Evidence command examples:
kubectl get ns --show-labels
kubectl get resourcequota,limitrange -A
kubectl get networkpolicy -A
kubectl auth can-i --list -n payments
kubectl get events -A --sort-by=.lastTimestamp
Cost Management
Kubernetes cost management depends on requests, usage, labels, and ownership. Costs should be attributed to teams and services, not only clusters.
Cost dimensions:
- CPU and memory requests.
- Actual usage.
- Persistent volumes.
- Load balancers.
- Egress.
- GPU and special node pools.
- Idle capacity.
- Shared platform overhead.
Label contract:
metadata:
labels:
app.kubernetes.io/name: payments-api
app.kubernetes.io/part-of: commerce
owner: team-payments
cost-center: commerce
environment: prod
Commands:
kubectl top pods -n payments
kubectl top nodes
kubectl get pods -A -o custom-columns=NS:.metadata.namespace,NAME:.metadata.name,CPU:.spec.containers[*].resources.requests.cpu,MEM:.spec.containers[*].resources.requests.memory
kubectl get pvc -A
kubectl get svc -A --field-selector spec.type=LoadBalancer
Cost guidance:
- Right-size requests from observed usage, SLOs, and burst needs.

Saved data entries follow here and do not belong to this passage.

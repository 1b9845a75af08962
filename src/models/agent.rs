//! Agent entity model
//!
//! Agents are the people credited by attribution results. An agent optionally belongs
//! to a team and a vendor, which is how results derive their team/vendor targets.

use sea_orm::ActiveModelBehavior;
use sea_orm::entity::prelude::*;
use sea_orm::prelude::DateTimeWithTimeZone;

#[derive(Clone, Debug, PartialEq, Eq, DeriveEntityModel)]
#[sea_orm(table_name = "agents")]
pub struct Model {
    #[sea_orm(primary_key, auto_increment = false)]
    pub id: Uuid,

    pub tenant_id: Uuid,

    pub vendor_id: Option<Uuid>,

    pub team_id: Option<Uuid>,

    /// Identifier of the agent in the telephony/chat platform, unique per tenant
    pub external_agent_id: String,

    pub name: String,

    pub email: Option<String>,

    pub is_active: bool,

    pub created_at: DateTimeWithTimeZone,

    pub updated_at: DateTimeWithTimeZone,
}

#[derive(Copy, Clone, Debug, EnumIter, DeriveRelation)]
pub enum Relation {}

impl ActiveModelBehavior for ActiveModel {}
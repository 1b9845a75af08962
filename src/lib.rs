//! # Attribution Engine Library
//!
//! Identity resolution, interaction and conversion ingestion, and multi-touch revenue
//! attribution, exposed over an Axum HTTP API.

pub mod auth;
pub mod config;
pub mod cursor;
pub mod db;
pub mod engine;
pub mod error;
pub mod handlers;
pub mod identity;
pub mod ingestion;
pub mod models;
pub mod repositories;
pub mod run_dispatcher;
pub mod seeds;
pub mod server;
pub mod telemetry;
pub use migration;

- Separate guaranteed critical workloads from opportunistic workloads.
- Use quotas to stop silent growth.
- Use namespace and app labels for chargeback or showback.
- Track idle node pool capacity.
- Review storage and load balancers because they are easy to forget.
Governance Operating Model
Governance should make the secure path easy. If policies block common work without clear alternatives, teams will push for exemptions or bypasses.
Common Mistakes
| Mistake | Consequence | Better practice |
|---|---|---|
| Namespace per team with no policy | Weak isolation | Add RBAC, NetworkPolicy, quotas, and pod security |
| Giving developers cluster-admin | Accidental cluster-wide impact | Namespace roles and break-glass path |
| No cost labels | Shared bill cannot be explained | Enforce owner and cost-center labels |
| Default allow egress | Data paths are invisible | Use explicit egress for sensitive namespaces |
| CPU limits everywhere | Latency from throttling | Use CPU requests and selective limits |
| Policy with no audit phase | Surprise production blocks | Audit, report, remediate, then enforce |
Troubleshooting
kubectl describe quota namespace-budget -n payments
kubectl describe limitrange default-container-limits -n payments
kubectl auth can-i get secrets -n payments --as alice@example.com
kubectl describe networkpolicy default-deny -n payments
kubectl get events -n payments --sort-by=.lastTimestamp
kubectl describe pod api-123 -n payments
Questions:
- Is admission rejecting the object?
- Is quota blocking pod creation?
- Did LimitRange inject defaults that changed scheduling?
- Is RBAC denying the human, CI identity, or controller ServiceAccount?
- Does NetworkPolicy select the intended pods?
- Are cost labels present on all billable objects?
Review Checklist
- Every namespace has owner, environment, and cost labels.
- RBAC follows least privilege and avoids broad ClusterRoleBindings.
- ResourceQuota and LimitRange match tenant size and criticality.
- Default deny NetworkPolicy exists for sensitive namespaces.
- Pod security level is enforced with documented exemptions.
- Admission policies are tested and reported.
- Cost reports map spend to service and team.
- Break-glass access is logged, time-bound, and reviewed.